TASK TO COMPLETE: Each entry needs to be given again, character for character.

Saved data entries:
= Beginning of Section =

#[cfg(test)]
mod tests {
    use super::*;

    fn sample() -> Table {
        Table::new(vec![
            Column::numeric("a", vec![Some(1.0), Some(2.0), None]),
            Column::text("b", vec![Some("x"), None, Some("z")]),
        ])
        .unwrap()
    }

    #[test]
    fn test_table_shape() {
        let table = sample();
        assert_eq!(table.row_count(), 3);
        assert_eq!(table.column_count(), 2);
        assert_eq!(table.column_names(), vec!["a", "b"]);
        assert_eq!(table.row(1).unwrap(), vec![&Cell::Number(2.0), &Cell::Missing]);
        assert!(table.row(3).is_none());
    }

    #[test]
    fn test_ragged_columns_rejected() {
        let err = Table::new(vec![
            Column::numeric("a", vec![Some(1.0)]),
            Column::numeric("b", vec![Some(1.0), Some(2.0)]),
        ])
        .unwrap_err();
        assert_eq!(
            err,
            TableError::RaggedColumn {
                column: "b".into(),
                expected: 1,
                actual: 2
            }
        );
    }

    #[test]
    fn test_duplicate_names_rejected() {
        let err = Table::new(vec![
            Column::numeric("a", vec![]),
            Column::numeric("a", vec![]),
        ])
        .unwrap_err();
        assert_eq!(err, TableError::DuplicateColumn("a".into()));
    }

    #[test]
    fn test_infer_numeric() {
        let col = Column::infer(
            "price",
            vec![
                RawCell::from_text("1.5"),
                RawCell::from_text("NA"),
                RawCell::Number(3.0),
            ],
        );
        assert_eq!(col.kind(), ColumnType::Numeric);
        assert_eq!(col.cells(), &[Cell::Number(1.5), Cell::Missing, Cell::Number(3.0)]);
    }

    #[test]
    fn test_infer_text_keeps_spelling() {
        let col = Column::infer(
            "code",
            vec![
                RawCell::from_text("007"),
                RawCell::from_text("abc"),
                RawCell::Number(2.0),
            ],
        );
        assert_eq!(col.kind(), ColumnType::Text);
        assert_eq!(
            col.cells(),
            &[
                Cell::Text("007".into()),
                Cell::Text("abc".into()),
                Cell::Text("2".into())
            ]
        );
    }

    #[test]
    fn test_infer_all_missing_is_numeric() {
        let col = Column::infer("empty", vec![RawCell::Missing, RawCell::from_text("")]);
        assert!(col.is_numeric());
        assert_eq!(col.missing_count(), 2);
    }

    #[test]
    fn test_infinity_is_text() {
        let col = Column::infer("x", vec![RawCell::from_text("inf")]);
        assert_eq!(col.kind(), ColumnType::Text);
    }

    #[test]
    fn test_head() {
        let head = sample().head(2);
        assert_eq!(head.row_count(), 2);
        assert_eq!(sample().head(10).row_count(), 3);
    }

    #[test]
    fn test_selector_resolve() {
        let table = sample();
        let selector = ColumnSelector::new(["b", "a", "b"]);
        assert_eq!(selector.names(), &["b".to_string(), "a".to_string()]);
        assert_eq!(selector.resolve(&table).unwrap(), vec![1, 0]);

        let missing = ColumnSelector::new(["a", "zzz"]);
        assert_eq!(
            missing.resolve(&table),
            Err(TransformError::ColumnNotFound("zzz".into()))
        );
    }

    #[test]
    fn test_cell_display_and_json() {
        assert_eq!(Cell::Number(1.0).to_string(), "1");
        assert_eq!(Cell::Number(0.25).to_string(), "0.25");
        assert_eq!(Cell::Missing.to_string(), "");
        assert_eq!(Cell::Missing.to_json(), Value::Null);
        assert_eq!(Cell::Text("hi".into()).to_json(), Value::String("hi".into()));
    }

    #[test]
    fn test_negative_zero_key() {
        assert_eq!(Cell::Number(-0.0).key(), Cell::Number(0.0).key());
    }
}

= End of Section =

TASK OUTPUT:
#[cfg(test)]
mod tests {
    use super::*;

    fn sample() -> Table {
        Table::new(vec![
            Column::numeric("a", vec![Some(1.0), Some(2.0), None]),
            Column::text("b", vec![Some("x"), None, Some("z")]),
        ])
        .unwrap()
    }

    #[test]
    fn test_table_shape() {
        let table = sample();
        assert_eq!(table.row_count(), 3);
        assert_eq!(table.column_count(), 2);
        assert_eq!(table.column_names(), vec!["a", "b"]);
        assert_eq!(table.row(1).unwrap(), vec![&Cell::Number(2.0), &Cell::Missing]);
        assert!(table.row(3).is_none());
    }

    #[test]
    fn test_ragged_columns_rejected() {
        let err = Table::new(vec![
            Column::numeric("a", vec![Some(1.0)]),
            Column::numeric("b", vec![Some(1.0), Some(2.0)]),
        ])
        .unwrap_err();
        assert_eq!(
            err,
            TableError::RaggedColumn {
                column: "b".into(),
                expected: 1,
                actual: 2
            }
        );
    }

    #[test]
    fn test_duplicate_names_rejected() {
        let err = Table::new(vec![
            Column::numeric("a", vec![]),
            Column::numeric("a", vec![]),
        ])
        .unwrap_err();
        assert_eq!(err, TableError::DuplicateColumn("a".into()));
    }

    #[test]
    fn test_infer_numeric() {
        let col = Column::infer(
            "price",
            vec![
                RawCell::from_text("1.5"),
                RawCell::from_text("NA"),
                RawCell::Number(3.0),
            ],
        );
        assert_eq!(col.kind(), ColumnType::Numeric);
        assert_eq!(col.cells(), &[Cell::Number(1.5), Cell::Missing, Cell::Number(3.0)]);
    }

    #[test]
    fn test_infer_text_keeps_spelling() {
        let col = Column::infer(
            "code",
            vec![
                RawCell::from_text("007"),
                RawCell::from_text("abc"),
                RawCell::Number(2.0),
            ],
        );
        assert_eq!(col.kind(), ColumnType::Text);
        assert_eq!(
            col.cells(),
            &[
                Cell::Text("007".into()),
                Cell::Text("abc".into()),
                Cell::Text("2".into())
            ]
        );
    }

    #[test]
    fn test_infer_all_missing_is_numeric() {
        let col = Column::infer("empty", vec![RawCell::Missing, RawCell::from_text("")]);
        assert!(col.is_numeric());
        assert_eq!(col.missing_count(), 2);
    }

    #[test]
    fn test_infinity_is_text() {
        let col = Column::infer("x", vec![RawCell::from_text("inf")]);
        assert_eq!(col.kind(), ColumnType::Text);
    }

    #[test]
    fn test_head() {
        let head = sample().head(2);
        assert_eq!(head.row_count(), 2);
        assert_eq!(sample().head(10).row_count(), 3);
    }

    #[test]
    fn test_selector_resolve() {
        let table = sample();
        let selector = ColumnSelector::new(["b", "a", "b"]);
        assert_eq!(selector.names(), &["b".to_string(), "a".to_string()]);
        assert_eq!(selector.resolve(&table).unwrap(), vec![1, 0]);

        let missing = ColumnSelector::new(["a", "zzz"]);
        assert_eq!(
            missing.resolve(&table),
            Err(TransformError::ColumnNotFound("zzz".into()))
        );
    }

    #[test]
    fn test_cell_display_and_json() {
        assert_eq!(Cell::Number(1.0).to_string(), "1");
        assert_eq!(Cell::Number(0.25).to_string(), "0.25");
        assert_eq!(Cell::Missing.to_string(), "");
        assert_eq!(Cell::Missing.to_json(), Value::Null);
        assert_eq!(Cell::Text("hi".into()).to_json(), Value::String("hi".into()));
    }

    #[test]
    fn test_negative_zero_key() {
        assert_eq!(Cell::Number(-0.0).key(), Cell::Number(0.0).key());
    }
}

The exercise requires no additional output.